EasyQuant: An Efficient Data-free Quantization Algorithm for LLMs
- URL: http://arxiv.org/abs/2403.02775v1
- Date: Tue, 5 Mar 2024 08:45:30 GMT
- Title: EasyQuant: An Efficient Data-free Quantization Algorithm for LLMs
- Authors: Hanlin Tang, Yifu Sun, Decheng Wu, Kai Liu, Jianchen Zhu, Zhanhui Kang
- Abstract summary: We propose EasyQuant, a training-free and data-independent weight-only quantization algorithm for large language models.
We find that EasyQuant achieves comparable performance to the original model.
Our algorithm runs over 10 times faster than the data-dependent methods.
- Score: 10.385919320080017
- License: http://arxiv.org/licenses/nonexclusive-distrib/1.0/
- Abstract: Large language models (LLMs) have proven to be very superior to conventional
methods in various tasks.
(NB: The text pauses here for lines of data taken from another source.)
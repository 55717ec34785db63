//! In-memory ledger.

use std::collections::HashMap;

use async_trait::async_trait;
use parking_lot::RwLock;

use crate::domain::{ClientKey, NewOrder, Order, OrderId};
use crate::error::{OrderError, Result};
use crate::port::{Ledger, OrderMutation};

#[derive(Debug, Default)]
struct State {
    next_id: u64,
    orders: HashMap<OrderId, Order>,
    by_client_key: HashMap<ClientKey, OrderId>,
}

/// Ledger kept entirely in process memory.
///
/// Updates run on a copy of the order under the write lock and are committed
/// only if the mutation succeeds.
#[derive(Debug, Default)]
pub struct MemoryLedger {
    state: RwLock<State>,
}

impl MemoryLedger {
    #[must_use]
    pub fn new() -> Self {
        Self::default()
    }

    /// Number of orders ever inserted, terminal ones included.
    #[must_use]
    pub fn len(&self) -> usize {
        self.state.read().orders.len()
    }

    #[must_use]
    pub fn is_empty(&self) -> bool {
        self.len() == 0
    }
}

#[async_trait]
impl Ledger for MemoryLedger {
    async fn insert(&self, new: NewOrder) -> Result<Order> {
        let mut state = self.state.write();
        if let Some(existing) = state.by_client_key.get(&new.client_key) {
            return Err(OrderError::DuplicateClientKey {
                client_key: new.client_key.to_string(),
                existing: *existing,
            }
            .into());
        }
        state.next_id += 1;
        let order_id = OrderId::new(state.next_id);
        let order = Order::new(order_id, new);
        state
            .by_client_key
            .insert(order.client_key().clone(), order_id);
        state.orders.insert(order_id, order.clone());
        Ok(order)
    }

    async fn get(&self, order_id: OrderId) -> Result<Option<Order>> {
        Ok(self.state.read().orders.get(&order_id).cloned())
    }

    async fn find_by_client_key(&self, client_key: &ClientKey) -> Result<Option<Order>> {
        let state = self.state.read();
        Ok(state
            .by_client_key
            .get(client_key)
            .and_then(|id| state.orders.get(id))
            .cloned())
    }

    async fn list_open(&self) -> Result<Vec<Order>> {
        let state = self.state.read();
        let mut open: Vec<Order> = state
            .orders
            .values()
            .filter(|o| o.status().is_open())
            .cloned()
            .collect();
        open.sort_by_key(Order::order_id);
        Ok(open)
    }

    async fn update(&self, order_id: OrderId, mutation: OrderMutation) -> Result<Order> {
        let mut state = self.state.write();
        let stored = state
            .orders
            .get_mut(&order_id)
            .ok_or(OrderError::NotFound(order_id))?;
        let mut draft = stored.clone();
        mutation(&mut draft)?;
        *stored = draft.clone();
        Ok(draft)
    }
}

#[cfg(test)]
mod tests {
    use super::*;
    use crate::domain::{CancelReason, OrderStatus, Side, VenueId, VenueOrderId};
    use crate::error::Error;
    use rust_decimal_macros::dec;

    fn new_order(key: &str) -> NewOrder {
        NewOrder {
            client_key: ClientKey::from(key),
            venue: VenueId::from("binance"),
            symbol: "ETHUSDT".into(),
            side: Side::Sell,
            qty: dec!(2),
            px: dec!(1800),
            tick_size: dec!(0.01),
        }
    }

    #[tokio::test]
    async fn insert_assigns_sequential_ids() {
        let ledger = MemoryLedger::new();
        let a = ledger.insert(new_order("a")).await.unwrap();
        let b = ledger.insert(new_order("b")).await.unwrap();
        assert_eq!(a.order_id(), OrderId::new(1));
        assert_eq!(b.order_id(), OrderId::new(2));
        assert_eq!(ledger.len(), 2);
    }

    #[tokio::test]
    async fn duplicate_client_key_is_refused() {
        let ledger = MemoryLedger::new();
        ledger.insert(new_order("a")).await.unwrap();
        let err = ledger.insert(new_order("a")).await.unwrap_err();
        assert!(matches!(
            err,
            Error::Order(OrderError::DuplicateClientKey { existing, .. }) if existing == OrderId::new(1)
        ));
        assert_eq!(ledger.len(), 1);
    }

    #[tokio::test]
    async fn failed_mutation_leaves_order_untouched() {
        let ledger = MemoryLedger::new();
        let order = ledger.insert(new_order("a")).await.unwrap();
        let id = order.order_id();
        ledger.mark_cancelled(id, CancelReason::Requested).await.unwrap();

        let err = ledger
            .mark_ack(id, VenueOrderId::from("v-1"))
            .await
            .unwrap_err();
        assert!(err.is_invariant_violation());

        let stored = ledger.get(id).await.unwrap().unwrap();
        assert_eq!(stored.status(), OrderStatus::Cancelled);
        assert!(stored.venue_order_id().is_none());
    }

    #[tokio::test]
    async fn list_open_excludes_terminal_orders() {
        let ledger = MemoryLedger::new();
        let a = ledger.insert(new_order("a")).await.unwrap();
        ledger.insert(new_order("b")).await.unwrap();
        ledger
            .mark_cancelled(a.order_id(), CancelReason::VenueMissing)
            .await
            .unwrap();

        let open = ledger.list_open().await.unwrap();
        assert_eq!(open.len(), 1);
        assert_eq!(open[0].client_key().as_str(), "b");
        assert!(ledger
            .find_by_client_key(&ClientKey::from("a"))
            .await
            .unwrap()
            .is_some());
    }

    #[tokio::test]
    async fn update_of_unknown_order_is_not_found() {
        let ledger = MemoryLedger::new();
        let err = ledger
            .update(OrderId::new(9), Box::new(|_| Ok(())))
            .await
            .unwrap_err();
        assert!(matches!(err, Error::Order(OrderError::NotFound(_))));
    }
}
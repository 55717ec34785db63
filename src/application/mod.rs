//! Application services (use cases).
//!
//! These services orchestrate domain logic and coordinate adapters
//! to implement the control plane's use cases.

pub mod admission;
pub mod idempotency;
pub mod oms;
pub mod reconcile;
pub mod registry;
pub mod router;
pub mod safety;

pub use admission::{Admission, AdmissionOutcome, AdmissionRejection, AdmissionRequest};
pub use idempotency::{deterministic_key, random_key, IdempotencyKeyer};
pub use oms::{Oms, OrderIntent, VenueEvent};
pub use reconcile::{ReconcileReport, Reconciler};
pub use registry::VenueRegistry;
pub use router::{RouterWeights, VenueRouter};
pub use safety::{RiskLimits, SafetyGate};
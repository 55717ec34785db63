//! CLI module graph.

pub mod check;
pub mod command;
pub mod output;
pub mod route;
pub mod run;

use crate::error::Result;
use crate::infrastructure::config::Config;

use command::{Cli, Commands, ConfigArg};

/// Load the config named by `--config`, or the validated defaults.
fn load_config(args: &ConfigArg) -> Result<Config> {
    match &args.config {
        Some(path) => Config::load(path),
        None => {
            let config = Config::default();
            config.validate()?;
            Ok(config)
        }
    }
}

/// Dispatch a parsed command line.
pub async fn execute(cli: Cli) -> Result<()> {
    match &cli.command {
        Commands::Check(args) => check::execute(args, cli.json),
        Commands::Route(args) => route::execute(args, cli.json),
        Commands::Run(args) => run::execute(args, cli.json).await,
    }
}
However, their expensive computations and high memory
requirements are prohibitive for deployment. Model quantization is an effective
method for reducing this overhead. The problem is that in most previous works,
the quantized model was calibrated using few samples from the training data,
which might affect the generalization of the quantized LLMs to unknown cases
and tasks. Hence in this work, we explore an important question: Can we design
a data-independent quantization method for LLMs to guarantee its generalization
performance? In this work, we propose EasyQuant, a training-free and
data-independent weight-only quantization algorithm for LLMs. Our observation
indicates that two factors: outliers in the weight and quantization ranges, are
essential for reducing the quantization error. Therefore, in EasyQuant, we
leave the outliers (less than 1%) unchanged and optimize the quantization range
to reduce the reconstruction error. With these methods, we surprisingly find
that EasyQuant achieves comparable performance to the original model. Since
EasyQuant does not depend on any training data, the generalization performance
of quantized LLMs is safely guaranteed. Moreover, EasyQuant can be implemented
in parallel so that the quantized model could be attained in a few minutes even
for LLMs over 100B. To our best knowledge, we are the first work that achieves
almost lossless quantization performance for LLMs under a data-independent
setting and our algorithm runs over 10 times faster than the data-dependent
methods.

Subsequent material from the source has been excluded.